§ EXERCISE AIM
Retype, without any change, the first line of the records and every line after it through the one containing "(status = 400, description".
►
use std::sync::Arc;

use axum::{extract::State, response::IntoResponse, Json};
use serde::{Deserialize, Serialize};
use utoipa::ToSchema;

use vidrelay_core::models::VideoMetadata;
use vidrelay_core::AppError;
use vidrelay_extractor::Platform;

use crate::error::{ErrorResponse, HttpAppError, ValidatedJson};
use crate::state::AppState;

#[derive(Debug, Deserialize, ToSchema)]
pub struct DetectRequest {
    pub url: String,
}

#[derive(Debug, Serialize, ToSchema)]
pub struct DetectResponse {
    pub success: bool,
    pub data: VideoMetadata,
}

#[utoipa::path(
    post,
    path = "/api/detect",
    tag = "videos",
    request_body = DetectRequest,
    responses(
        (status = 200, description = "Video metadata and selectable formats", body = DetectResponse),
        (status = 400, description = "Missing or unsupported URL", body = ErrorResponse),
        (status = 502, description = "Extraction backend failed", body = ErrorResponse)
    )
)]
pub async fn detect(
    State(state): State<Arc<AppState>>,
    ValidatedJson(body): ValidatedJson<DetectRequest>,
) -> Result<impl IntoResponse, HttpAppError> {
    let url = body.url.trim();
    if url.is_empty() {
        return Err(AppError::InvalidInput("URL is required".to_string()).into());
    }

    // Unsupported URLs are rejected here; the extraction backend is never
    // invoked for them.
    let platform = Platform::match_url(url).ok_or_else(|| {
        AppError::UnsupportedUrl(
            "Unsupported platform or invalid URL. Supported: YouTube, TikTok, Instagram, \
             Facebook, Twitter/X, Vimeo."
                .to_string(),
        )
    })?;

    tracing::info!(platform = %platform, backend = state.provider.name(), "Probing video URL");

    let metadata = state
        .provider
        .probe(url)
        .await
        .map_err(|e| {
            tracing::warn!(error = %e, backend = state.provider.name(), "Probe failed");
            AppError::ExtractionFailed(e.to_string())
        })?
        .truncate_formats(state.config.max_formats);

    Ok(Json(DetectResponse {
        success: true,
        data: metadata,
    }))
}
◄
§ COMPLETED TASK
use std::sync::Arc;

use axum::{extract::State, response::IntoResponse, Json};
use serde::{Deserialize, Serialize};
use utoipa::ToSchema;

use vidrelay_core::models::VideoMetadata;
use vidrelay_core::AppError;
use vidrelay_extractor::Platform;

use crate::error::{ErrorResponse, HttpAppError, ValidatedJson};
use crate::state::AppState;

#[derive(Debug, Deserialize, ToSchema)]
pub struct DetectRequest {
    pub url: String,
}

#[derive(Debug, Serialize, ToSchema)]
pub struct DetectResponse {
    pub success: bool,
    pub data: VideoMetadata,
}

#[utoipa::path(
    post,
    path = "/api/detect",
    tag = "videos",
    request_body = DetectRequest,
    responses(
        (status = 200, description = "Video metadata and selectable formats", body = DetectResponse),
        (status = 400, description = "Missing or unsupported URL", body = ErrorResponse),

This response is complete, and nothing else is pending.